I personally feel the hardest part in all of this is, us Gen X women have raised Gen Z/Millennial women, who are super excited that our daughters have taken up running, we’ve raised them to be independent women, but has anything really changed for either of our generation, we still both have these gendered expectations, and whilst the pressures for our daughters is similar in structure, it is shaped by a different context of performance pressure that we haven’t experienced.
I recently read this which I think is brilliant, “Gen Z are trying to rewrite the rules while still carrying the weight of the old ones!” Aren’t they just, oh and their asking us to just look after their kids while they do it!

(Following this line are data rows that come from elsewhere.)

//! The per-connection command dispatcher.

use super::config::SessionConfig;
use super::state::SessionState;
use crate::control::{self, CancelToken, PauseGate};
use crate::error::{Result, SessionError};
use crate::objective::ObjectiveRegistry;
use crate::protocol::{self, Action, Command};
use crate::report::Report;
use crate::request::Request;
use crate::sink::{Event, EventSink};
use crate::worker::{RunPlan, Worker, WorkerHandle, WorkerOutcome};
use log::{debug, error, info, warn};
use std::sync::Arc;

/// Owner of one connection's lifecycle.
///
/// All methods run on the foreground context; the only thing shared with
/// the worker thread is the pause gate, the cancel token, and the sink.
/// The worker is reaped lazily: every entry point first checks whether it
/// has finished.
///
/// # Example
///
/// ```
/// use std::sync::Arc;
/// use u_optsession::session::{Session, SessionState};
/// use u_optsession::sink::MemorySink;
///
/// let sink = Arc::new(MemorySink::new());
/// let mut session = Session::new(sink.clone());
/// session.handle_frame(r#"{
///     "MessageType": "REQUEST",
///     "Request": { "Type": "Algorithm", "Body": {
///         "AlgorithmName": "GeneticAlgorithm",
///         "ParamValues": { "populationSize": 10 },
///         "Steps": 3,
///         "FunctionList": [{ "FunctionName": "Sphere", "minValue": -5, "maxValue": 5 }]
///     } }
/// }"#);
/// assert_eq!(session.state(), SessionState::Loaded);
///
/// session.handle_frame(r#"{ "Command": { "RequestedState": "start" } }"#);
/// session.wait();
/// assert_eq!(session.state(), SessionState::Idle);
/// assert!(sink.last_report().is_some());
/// ```
pub struct Session {
    config: SessionConfig,
    registry: ObjectiveRegistry,
    sink: Arc<dyn EventSink>,
    state: SessionState,
    loaded: Option<(Request, Report)>,
    worker: Option<WorkerHandle>,
    gate: PauseGate,
    cancel: CancelToken,
    last_outcome: Option<WorkerOutcome>,
}

impl Session {
    /// A session with the built-in objectives and default configuration.
    pub fn new(sink: Arc<dyn EventSink>) -> Self {
        Self {
            config: SessionConfig::default(),
            registry: ObjectiveRegistry::builtin(),
            sink,
            state: SessionState::Idle,
            loaded: None,
            worker: None,
            gate: PauseGate::new(),
            cancel: CancelToken::new(),
            last_outcome: None,
        }
    }

    pub fn with_config(mut self, config: SessionConfig) -> Self {
        self.config = config;
        self
    }

    /// Replaces the objective catalogue.
    pub fn with_registry(mut self, registry: ObjectiveRegistry) -> Self {
        self.registry = registry;
        self
    }

    pub fn config(&self) -> &SessionConfig {
        &self.config
    }

    /// Current state, after reaping a finished worker.
    pub fn state(&mut self) -> SessionState {
        self.reap();
        match (&self.worker, self.state) {
            (Some(w), SessionState::Running | SessionState::Paused) if w.is_completing() => {
                SessionState::Completing
            }
            (_, state) => state,
        }
    }

    /// The loaded request, if any.
    pub fn request(&self) -> Option<&Request> {
        self.loaded.as_ref().map(|(r, _)| r)
    }

    /// How the most recent run ended.
    pub fn last_outcome(&self) -> Option<&WorkerOutcome> {
        self.last_outcome.as_ref()
    }

    /// Decodes and applies one inbound frame. Failures become `error`
    /// events; none of them ends the session.
    pub fn handle_frame(&mut self, frame: &str) {
        let result = protocol::decode(frame).and_then(|action| self.apply(action));
        if let Err(e) = result {
            self.reject(&e);
        }
    }

    /// Like [`handle_frame`](Self::handle_frame) for a raw frame straight
    /// off the transport. Invalid UTF-8 becomes a protocol `error` event.
    pub fn handle_bytes(&mut self, frame: &[u8]) {
        match std::str::from_utf8(frame) {
            Ok(text) => self.handle_frame(text),
            Err(e) => self.reject(&SessionError::protocol(format!(
                "malformed frame: invalid UTF-8 at byte {}",
                e.valid_up_to()
            ))),
        }
    }

    pub fn apply(&mut self, action: Action) -> Result<()> {
        match action {
            Action::Load(request) => self.load(request),
            Action::Issue(command) => self.command(command),
        }
    }

    /// Validates and stores `request`, replacing any previous one.
    pub fn load(&mut self, request: Request) -> Result<()> {
        if !self.state().accepts_load() {
            return Err(SessionError::validation("Algorithm already is started"));
        }
        request.validate(self.config.max_steps)?;

        let report = Report::skeleton(&request);
        info!(
            "loaded request: {} evaluation(s) of {} steps",
            request.job_count(),
            request.steps()
        );
        self.loaded = Some((request, report));
        self.transition(SessionState::Loaded);
        Ok(())
    }

    pub fn command(&mut self, command: Command) -> Result<()> {
        debug!("command {command} in state {}", self.state);
        match command {
            Command::Start => self.start(),
            Command::Pause => self.pause(),
            Command::Resume => self.resume(),
            Command::Stop => self.stop(),
        }
    }

    fn start(&mut self) -> Result<()> {
        match self.state() {
            SessionState::Loaded => {}
            SessionState::Idle | SessionState::Errored => {
                return Err(SessionError::validation("No request loaded"))
            }
            _ => return Err(SessionError::validation("Algorithm already is started")),
        }
        let Some((request, report)) = self.loaded.as_ref() else {
            return Err(SessionError::validation("No request loaded"));
        };

        // Name resolution failures leave the session Loaded.
        let plan = RunPlan::build(request, &self.registry)?;

        self.gate = PauseGate::new();
        self.cancel = CancelToken::new();
        let worker = Worker::new(
            plan,
            report.clone(),
            Arc::clone(&self.sink),
            self.gate.clone(),
            self.cancel.clone(),
            self.config.clone(),
        );
        let handle = worker
            .spawn()
            .map_err(|e| SessionError::runtime(format!("failed to start worker: {e}")))?;

        self.worker = Some(handle);
        self.last_outcome = None;
        self.transition(SessionState::Running);
        info!("algorithm started");
        Ok(())
    }

    fn pause(&mut self) -> Result<()> {
        match self.state() {
            SessionState::Running => {
                self.gate.close();
                self.transition(SessionState::Paused);
                Ok(())
            }
            SessionState::Paused => Err(SessionError::validation("Algorithm is already paused")),
            SessionState::Completing => Err(SessionError::validation("Algorithm is completing")),
            _ => Err(SessionError::validation("Algorithm is not running")),
        }
    }

    fn resume(&mut self) -> Result<()> {
        match self.state() {
            SessionState::Paused => {
                self.gate.open();
                self.transition(SessionState::Running);
                Ok(())
            }
            SessionState::Completing => Err(SessionError::validation("Algorithm is completing")),
            _ => Err(SessionError::validation("Algorithm is not paused")),
        }
    }

    fn stop(&mut self) -> Result<()> {
        if !self.state().has_worker() {
            return Err(SessionError::validation("Algorithm is not running"));
        }
        let Some(worker) = self.worker.take() else {
            return Err(SessionError::validation("Algorithm is not running"));
        };
        control::stop(&self.cancel, &self.gate);
        let outcome = worker.join();
        info!("algorithm has stopped");
        self.finish(outcome);
        Ok(())
    }

    /// Blocks until the current worker, if any, has returned.
    pub fn wait(&mut self) {
        if let Some(worker) = self.worker.take() {
            let outcome = worker.join();
            self.finish(outcome);
        }
    }

    /// Cancels and joins any live worker. Called on disconnect and drop.
    pub fn shutdown(&mut self) {
        if let Some(worker) = self.worker.take() {
            debug!("shutting down live worker");
            control::stop(&self.cancel, &self.gate);
            let outcome = worker.join();
            self.finish(outcome);
        }
    }

    fn reap(&mut self) {
        if self.worker.as_ref().is_some_and(WorkerHandle::is_finished) {
            self.wait();
        }
    }

    fn finish(&mut self, outcome: WorkerOutcome) {
        match &outcome {
            WorkerOutcome::Completed => info!("run finished"),
            WorkerOutcome::Cancelled => info!("run cancelled"),
            WorkerOutcome::Failed(e) => {
                self.transition(SessionState::Errored);
                error!("worker failed ({} error): {e}", e.kind());
            }
        }
        self.loaded = None;
        self.last_outcome = Some(outcome);
        self.transition(SessionState::Idle);
    }

    fn transition(&mut self, next: SessionState) {
        if self.state != next {
            debug!("session {} -> {next}", self.state);
            self.state = next;
        }
    }

    fn reject(&self, e: &SessionError) {
        warn!("rejected frame ({} error): {e}", e.kind());
        self.sink.emit(Event::error(e.to_string()));
    }
}

impl Drop for Session {
    fn drop(&mut self) {
        self.shutdown();
    }
}
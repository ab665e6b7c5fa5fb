//! Cooperative suspension and cancellation primitives.
//!
//! Both are shared between the foreground session and its worker thread and
//! are the only state legitimately touched from both sides.
//!
//! - [`PauseGate`]: binary open/closed signal; the worker blocks on
//!   [`PauseGate::wait_open`] at generation boundaries.
//! - [`CancelToken`]: one-shot stop flag checked right after the gate.
//!
//! Stopping a paused run must raise the token *before* opening the gate so
//! the woken worker observes cancellation instead of starting another
//! generation. [`stop`] does exactly that.

use parking_lot::{Condvar, Mutex};
use std::sync::atomic::{AtomicBool, Ordering};
use std::sync::Arc;

#[derive(Debug)]
struct GateInner {
    open: Mutex<bool>,
    cond: Condvar,
}

/// Binary suspend/resume signal, initially open.
///
/// Cloning yields another handle to the same gate.
#[derive(Debug, Clone)]
pub struct PauseGate {
    inner: Arc<GateInner>,
}

impl Default for PauseGate {
    fn default() -> Self {
        Self::new()
    }
}

impl PauseGate {
    /// Creates an open gate.
    pub fn new() -> Self {
        Self {
            inner: Arc::new(GateInner {
                open: Mutex::new(true),
                cond: Condvar::new(),
            }),
        }
    }

    /// Closes the gate; waiters block from their next call on.
    pub fn close(&self) {
        *self.inner.open.lock() = false;
    }

    /// Opens the gate and wakes every waiter.
    pub fn open(&self) {
        let mut open = self.inner.open.lock();
        *open = true;
        self.inner.cond.notify_all();
    }

    pub fn is_open(&self) -> bool {
        *self.inner.open.lock()
    }

    /// Blocks the calling thread until the gate is open.
    pub fn wait_open(&self) {
        let mut open = self.inner.open.lock();
        while !*open {
            self.inner.cond.wait(&mut open);
        }
    }
}

/// One-shot cooperative stop flag.
#[derive(Debug, Clone, Default)]
pub struct CancelToken {
    flag: Arc<AtomicBool>,
}

impl CancelToken {
    pub fn new() -> Self {
        Self::default()
    }

    pub fn cancel(&self) {
        self.flag.store(true, Ordering::SeqCst);
    }

    pub fn is_cancelled(&self) -> bool {
        self.flag.load(Ordering::SeqCst)
    }
}

/// Raises `cancel`, then opens `gate`, so a paused worker wakes into a
/// cancelled state.
pub fn stop(cancel: &CancelToken, gate: &PauseGate) {
    cancel.cancel();
    gate.open();
}

#[cfg(test)]
mod tests {
    use super::*;
    use std::sync::atomic::AtomicUsize;
    use std::thread;
    use std::time::Duration;

    #[test]
    fn test_gate_starts_open() {
        let gate = PauseGate::new();
        assert!(gate.is_open());
        gate.wait_open();
    }

    #[test]
    fn test_gate_blocks_until_opened_from_other_thread() {
        let gate = PauseGate::new();
        gate.close();
        let passed = Arc::new(AtomicUsize::new(0));

        let waiter = {
            let gate = gate.clone();
            let passed = passed.clone();
            thread::spawn(move || {
                gate.wait_open();
                passed.fetch_add(1, Ordering::SeqCst);
            })
        };

        thread::sleep(Duration::from_millis(50));
        assert_eq!(passed.load(Ordering::SeqCst), 0, "waiter passed a closed gate");

        gate.open();
        waiter.join().unwrap();
        assert_eq!(passed.load(Ordering::SeqCst), 1);
    }

    #[test]
    fn test_cancel_token_shared_between_clones() {
        let token = CancelToken::new();
        let other = token.clone();
        assert!(!other.is_cancelled());
        token.cancel();
        assert!(other.is_cancelled());
    }

    #[test]
    fn test_stop_wakes_paused_waiter_into_cancellation() {
        let gate = PauseGate::new();
        let cancel = CancelToken::new();
        gate.close();

        let waiter = {
            let gate = gate.clone();
            let cancel = cancel.clone();
            thread::spawn(move || {
                gate.wait_open();
                cancel.is_cancelled()
            })
        };

        thread::sleep(Duration::from_millis(20));
        stop(&cancel, &gate);
        assert!(waiter.join().unwrap(), "woken waiter must see cancellation");
    }
}
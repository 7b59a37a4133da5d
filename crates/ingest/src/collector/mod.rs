//! 수집기 — 네트워크 바이트를 이벤트로 바꾸는 수신 루프
//!
//! - [`TcpCollector`]: 연결 수락 루프와 연결별 핸들러. 연결마다 독립된
//!   delimiter/parser를 쓰고, 읽기 데드라인 만료 시 vestige를 트리거
//!   합니다. 선택적으로 상호 TLS를 지원합니다.
//! - [`UdpCollector`]: 데이터그램 하나가 레코드 하나인 수신 루프.
//!
//! 각 수집기는 자체 tokio 태스크에서 실행되며, 파싱에 성공한 이벤트를
//! `mpsc::Sender<Event>`를 통해 배처로 전달합니다. 채널이 가득 차면
//! 핸들러가 블로킹되어 배압이 연결까지 전파됩니다.

pub mod tcp;
pub mod udp;

pub use tcp::TcpCollector;
pub use udp::UdpCollector;

use loghive_core::event::Event;
use loghive_core::metrics as metric_names;
use metrics::counter;
use tokio::sync::mpsc;

use crate::parser::RecordParser;

/// 레코드를 파싱해 이벤트로 만들어 배처 채널로 전달합니다.
///
/// 파싱 실패 레코드는 폐기됩니다 (파서가 메트릭을 집계).
/// 채널이 닫혔으면 `false`를 반환하여 호출자가 루프를 끝내게 합니다.
pub(crate) async fn forward_record(
    record: &str,
    parser: &RecordParser,
    source_addr: &str,
    protocol: &'static str,
    tx: &mpsc::Sender<Event>,
) -> bool {
    counter!(
        metric_names::INGEST_EVENTS_RECEIVED_TOTAL,
        metric_names::LABEL_PROTOCOL => protocol
    )
    .increment(1);

    let Some(parsed) = parser.parse(record) else {
        return true;
    };

    let event = Event::new(record, Some(parsed), source_addr);
    tx.send(event).await.is_ok()
}
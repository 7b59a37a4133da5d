//! JSON 레코드 파서
//!
//! 한 레코드가 하나의 JSON 오브젝트입니다. `timestamp` 키는 필수이며
//! `초[.나노초]` 형태의 Unix 시각 문자열을 RFC 3339로 정규화합니다.
//! 알려진 키(`host`, `app`, `message`, `message_id`, `priority`,
//! `version`, `pid`)는 구조화 필드로 옮기고, 나머지는 원본 텍스트로만
//! 남습니다.

use chrono::{SecondsFormat, TimeZone, Utc};
use serde_json::Value;

use loghive_core::event::ParsedFields;

/// JSON 파서
pub struct JsonParser;

impl JsonParser {
    /// 새 파서를 생성합니다.
    pub fn new() -> Self {
        Self
    }

    /// 레코드 하나를 파싱합니다. `timestamp`가 없거나 해석 불가하면
    /// 결과 없음입니다.
    pub fn parse(&self, record: &str) -> Option<ParsedFields> {
        let value: Value = serde_json::from_str(record).ok()?;
        let object = value.as_object()?;

        let timestamp_raw = object.get("timestamp")?.as_str()?;
        let timestamp = normalize_timestamp(timestamp_raw)?;

        Some(ParsedFields {
            priority: int_field(object, "priority"),
            version: int_field(object, "version"),
            timestamp,
            host: str_field(object, "host"),
            app: str_field(object, "app"),
            pid: int_field(object, "pid"),
            message_id: object
                .get("message_id")
                .and_then(|v| v.as_str())
                .unwrap_or("-")
                .to_owned(),
            message: str_field(object, "message"),
        })
    }
}

impl Default for JsonParser {
    fn default() -> Self {
        Self::new()
    }
}

fn str_field(object: &serde_json::Map<String, Value>, key: &str) -> String {
    object
        .get(key)
        .and_then(|v| v.as_str())
        .unwrap_or_default()
        .to_owned()
}

fn int_field(object: &serde_json::Map<String, Value>, key: &str) -> i32 {
    object
        .get(key)
        .and_then(|v| v.as_i64())
        .and_then(|n| i32::try_from(n).ok())
        .unwrap_or_default()
}

/// `초[.나노초]` 형태의 Unix 시각을 RFC 3339 문자열로 바꿉니다.
fn normalize_timestamp(raw: &str) -> Option<String> {
    let mut parts = raw.splitn(2, '.');
    let secs: i64 = parts.next()?.parse().ok()?;
    let nanos: u32 = match parts.next() {
        Some(frac) => frac.parse().ok()?,
        None => 0,
    };

    let datetime = Utc.timestamp_opt(secs, nanos).single()?;
    Some(datetime.to_rfc3339_opts(SecondsFormat::Secs, true))
}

As a Gen Xer, we’re on the sidelines of this hustle and comparison culture, we’ve got skills that enable us to put our phone down and stop scrolling, hopefully recognise the signs of irrational comparisons with fitness trackers, pace stats and social media workouts. I have dipped my toe into posting the “fast, productive, aesthetic and post-worthy” run, but seeing the ridiculous image of my frozen, sweat free forehead soon snapped me out of both post run selfies and Botox injections!
As I write this, is it even a wonder that either generation manage to fit running into our lives at all, what with no visible progression, feeling like you’ve to run up a mountain with a broken leg all whilst looking fabulous, sparing an hour to shuffle round the block to clear your head can all feel like a massive waste of time in an already overloaded week.
Please don’t give up running, have a look around you and see what else is going on, it probably isn’t the running that is the problem.
p.s I’m sat editing this piece one handed whilst jiggling my grandson to sleep so my daughter can “squeeze” in a run!